======== Data for review

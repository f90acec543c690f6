//! Implements AND and ANDS in the wide immediate (T2) encoding.

use super::{t2_imm, Code, EncodeError, Ins, Registry, Scope};
use crate::args::{any_reg, expandable};

/// Opcode field of AND in the data-processing immediate space.
const OP: u32 = 0b0000;

pub fn register(registry: &mut Registry) {
    let names = &["AND", "ANDS", "AND.W", "ANDS.W"];
    registry.def(
        names,
        vec![any_reg().into(), any_reg().into(), expandable().into()],
        4,
        and_imm3,
    );
    registry.def(names, vec![any_reg().into(), expandable().into()], 4, and_imm2);
}

fn and_imm3(ins: &Ins, _scope: &Scope) -> Result<Code, EncodeError> {
    Ok(t2_imm(
        OP,
        ins.sets_flags(),
        ins.reg(1),
        ins.reg(0),
        &ins.expanded(2)?,
    ))
}

fn and_imm2(ins: &Ins, _scope: &Scope) -> Result<Code, EncodeError> {
    Ok(t2_imm(
        OP,
        ins.sets_flags(),
        ins.reg(0),
        ins.reg(0),
        &ins.expanded(1)?,
    ))
}

#[cfg(test)]
mod tests {
    use crate::instructions::testing::assemble;

    #[test]
    fn test_and_imm() {
        assert_eq!(assemble("AND R0, R0, 1"), hex::decode("00f00100").unwrap());
        assert_eq!(assemble("AND R2, 0x7f"), hex::decode("02f07f02").unwrap());
    }

    #[test]
    fn test_ands_imm() {
        assert_eq!(assemble("ANDS R1, 0xff00"), hex::decode("11f47f41").unwrap());
    }
}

================

For this exercise, return every line from the data that holds the string "Scope".

use super::{t2_imm, Code, EncodeError, Ins, Registry, Scope};
fn and_imm3(ins: &Ins, _scope: &Scope) -> Result<Code, EncodeError> {
fn and_imm2(ins: &Ins, _scope: &Scope) -> Result<Code, EncodeError> {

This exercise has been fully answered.